O município de Itabirito (MG) abriga uma das experiências mais inovadoras de recuperação de áreas degradadas em curso no Brasil.
A solução Ivoti, desenvolvida pelo Grupo Tazay, aplica técnicas de engenharia ambiental e economia circular para restaurar voçorocas — erosões profundas que ameaçam o solo, as nascentes e as comunidades locais.
Para entender como essa iniciativa vem transformando paisagens e criando um novo modelo de sustentabilidade, o Instituto Minere conversou com Jefferson Mendes, pesquisador e um dos idealizadores da solução Ivoti.
Minere: O que motivou o desenvolvimento da solução Ivoti?
Jefferson Mendes: O ponto de partida foi o desafio de reverter um processo histórico de erosão severa no Quadrilátero Ferrífero. As voçorocas são cicatrizes ambientais que afetam diretamente os recursos hídricos, a segurança das comunidades e o potencial produtivo das terras.
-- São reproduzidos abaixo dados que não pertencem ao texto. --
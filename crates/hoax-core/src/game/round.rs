use crate::errors::GameError;
use crate::model::{FolderFilter, RoundTicket, RoundView, SlotLabel, Version};
use crate::repo::{RoundLedger, StoryRepository};
use chrono::{DateTime, Utc};
use rand::seq::SliceRandom;
use rand::Rng;
use std::time::Duration;
use uuid::Uuid;

/// Picks a story and shuffles its two versions into the `T`/`H` slots.
///
/// With a round TTL set, unanswered rounds older than the TTL are dropped
/// before each new round is recorded. Their tokens then answer as not found.
pub struct RoundGenerator<'a, S> {
    store: &'a S,
    round_ttl: Option<Duration>,
}

/// Drop unanswered rounds issued more than `ttl` before `now`.
pub fn expire_stale_rounds<L: RoundLedger + ?Sized>(
    ledger: &L,
    ttl: Duration,
    now: DateTime<Utc>,
) -> Result<u64, GameError> {
    let Some(cutoff) = chrono::Duration::from_std(ttl)
        .ok()
        .and_then(|ttl| now.checked_sub_signed(ttl))
    else {
        return Ok(0);
    };
    let removed = ledger.expire_rounds(&cutoff.to_rfc3339())?;
    if removed > 0 {
        tracing::debug!(removed, ttl_secs = ttl.as_secs(), "expired stale rounds");
    }
    Ok(removed)
}

impl<'a, S> RoundGenerator<'a, S>
where
    S: StoryRepository + RoundLedger,
{
    pub fn new(store: &'a S) -> Self {
        Self {
            store,
            round_ttl: None,
        }
    }

    /// Expire unanswered rounds older than `ttl`. `None` keeps them forever.
    pub fn with_round_ttl(mut self, ttl: Option<Duration>) -> Self {
        self.round_ttl = ttl;
        self
    }

    pub fn generate(&self, filter: FolderFilter) -> Result<RoundView, GameError> {
        self.generate_with(filter, &mut rand::thread_rng())
    }

    /// Same as [`Self::generate`] with a caller-supplied random source.
    pub fn generate_with<R: Rng>(
        &self,
        filter: FolderFilter,
        rng: &mut R,
    ) -> Result<RoundView, GameError> {
        let stories = self.store.stories(filter)?;
        let story = stories.choose(rng).ok_or(GameError::NoStories)?;

        let true_slot = if rng.gen_bool(0.5) {
            SlotLabel::T
        } else {
            SlotLabel::H
        };
        let version_in = |slot: SlotLabel| {
            if slot == true_slot {
                Version::True
            } else {
                Version::Fake
            }
        };

        let now = Utc::now();
        if let Some(ttl) = self.round_ttl {
            expire_stale_rounds(self.store, ttl, now)?;
        }
        let ticket = RoundTicket {
            round_token: Uuid::new_v4().to_string(),
            story_id: story.id.clone(),
            true_slot,
            issued_at: now.to_rfc3339(),
            answered: false,
        };
        self.store.open_round(&ticket)?;
        tracing::debug!(
            story_id = %story.id,
            round_token = %ticket.round_token,
            ?filter,
            "round issued"
        );

        Ok(RoundView {
            round_token: ticket.round_token,
            story_id: story.id.clone(),
            event: story.event.clone(),
            introduction: story.introduction.clone(),
            hint: story.hint.clone(),
            slot_t: story.text(version_in(SlotLabel::T)).to_string(),
            slot_h: story.text(version_in(SlotLabel::H)).to_string(),
        })
    }
}

#[cfg(test)]
mod tests {
    use super::*;
    use crate::game::test_support::{story, store_with};
    use crate::storage::Store;
    use rand::rngs::StdRng;
    use rand::SeedableRng;

    #[test]
    fn empty_repository_is_not_found() {
        let store = Store::memory().unwrap();
        let err = RoundGenerator::new(&store)
            .generate(FolderFilter::All)
            .unwrap_err();
        assert_eq!(err, GameError::NoStories);
    }

    #[test]
    fn exactly_one_slot_carries_the_true_version() {
        let store = store_with(&["Moon"]);
        let gen = RoundGenerator::new(&store);
        let mut rng = StdRng::seed_from_u64(7);
        for _ in 0..20 {
            let view = gen.generate_with(FolderFilter::All, &mut rng).unwrap();
            let s = store.get_story(&view.story_id).unwrap().unwrap();
            let ticket = store.round(&view.round_token).unwrap().unwrap();
            let (true_text, fake_text) = match ticket.true_slot {
                SlotLabel::T => (&view.slot_t, &view.slot_h),
                SlotLabel::H => (&view.slot_h, &view.slot_t),
            };
            assert_eq!(true_text, &s.true_version);
            assert_eq!(fake_text, &s.fake_version);
        }
    }

    #[test]
    fn slot_assignment_is_roughly_fair() {
        let store = store_with(&["Moon"]);
        let gen = RoundGenerator::new(&store);
        let mut rng = StdRng::seed_from_u64(2024);
        let trials = 1000;
        let mut true_in_t = 0;
        for _ in 0..trials {
            let view = gen.generate_with(FolderFilter::All, &mut rng).unwrap();
            if store.round(&view.round_token).unwrap().unwrap().true_slot == SlotLabel::T {
                true_in_t += 1;
            }
        }
        assert!(
            (400..=600).contains(&true_in_t),
            "T held the true version {true_in_t}/{trials} times"
        );
    }

    #[test]
    fn filter_restricts_the_draw() {
        let store = store_with(&["Moon", "Cleopatra"]);
        let spain = store.create_folder("Spain").unwrap();
        let franco = store.create_story(story("Franco", Some(spain.id))).unwrap();

        let gen = RoundGenerator::new(&store);
        let mut rng = StdRng::seed_from_u64(1);
        for _ in 0..10 {
            let view = gen
                .generate_with(FolderFilter::Folder(spain.id), &mut rng)
                .unwrap();
            assert_eq!(view.story_id, franco.id);
        }
    }

    #[test]
    fn empty_or_unknown_folder_is_not_found() {
        let store = store_with(&["Moon"]);
        let empty = store.create_folder("Egypt").unwrap();
        let gen = RoundGenerator::new(&store);
        assert_eq!(
            gen.generate(FolderFilter::Folder(empty.id)).unwrap_err(),
            GameError::NoStories
        );
        assert_eq!(
            gen.generate(FolderFilter::Folder(42)).unwrap_err(),
            GameError::FolderNotFound { folder_id: 42 }
        );
    }

    #[test]
    fn stale_unanswered_rounds_expire_on_next_draw() {
        let store = store_with(&["Moon"]);
        let s = store.list_stories(FolderFilter::All).unwrap().remove(0);
        let stale_at = Utc::now() - chrono::Duration::hours(2);
        store
            .open_round(&RoundTicket {
                round_token: "stale".into(),
                story_id: s.id.clone(),
                true_slot: SlotLabel::T,
                issued_at: stale_at.to_rfc3339(),
                answered: false,
            })
            .unwrap();

        let view = RoundGenerator::new(&store)
            .with_round_ttl(Some(Duration::from_secs(3600)))
            .generate(FolderFilter::All)
            .unwrap();
        assert!(store.round("stale").unwrap().is_none());
        assert!(store.round(&view.round_token).unwrap().is_some());
    }

    #[test]
    fn rounds_are_kept_without_ttl() {
        let store = store_with(&["Moon"]);
        let gen = RoundGenerator::new(&store);
        let first = gen.generate(FolderFilter::All).unwrap();
        gen.generate(FolderFilter::All).unwrap();
        assert!(store.round(&first.round_token).unwrap().is_some());
        assert_eq!(
            expire_stale_rounds(&store, Duration::from_secs(60), Utc::now()).unwrap(),
            0
        );
    }

    #[test]
    fn round_view_carries_optional_context() {
        let store = Store::memory().unwrap();
        let mut s = story("Moon", None);
        s.introduction = Some("1969 was a busy year.".into());
        s.hint = Some("Think telemetry.".into());
        store.create_story(s).unwrap();

        let view = RoundGenerator::new(&store)
            .generate(FolderFilter::All)
            .unwrap();
        assert_eq!(view.introduction.as_deref(), Some("1969 was a busy year."));
        assert_eq!(view.hint.as_deref(), Some("Think telemetry."));
        assert_ne!(view.slot_t, view.slot_h);
    }
}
Nosso objetivo foi unir ciência, engenharia e sustentabilidade para transformar essas áreas degradadas em espaços produtivos e ambientalmente equilibrados.
Minere: Como funciona o método aplicado pelo Grupo Tazay?
Jefferson Mendes: Utilizamos materiais licenciados, provenientes de processos minerários regulares — rejeitos não perigosos que passam por análise, rastreamento e controle ambiental.
Esses materiais são aplicados de forma controlada nas voçorocas, reconstituindo o relevo e estabilizando o solo.
Depois, as áreas passam por reflorestamento com espécies nativas, promovendo o retorno da vegetação e da fauna.
É um processo técnico, mas também regenerativo: o solo volta a cumprir sua função ecológica e produtiva.
Minere: Quais os principais resultados ambientais observados até agora?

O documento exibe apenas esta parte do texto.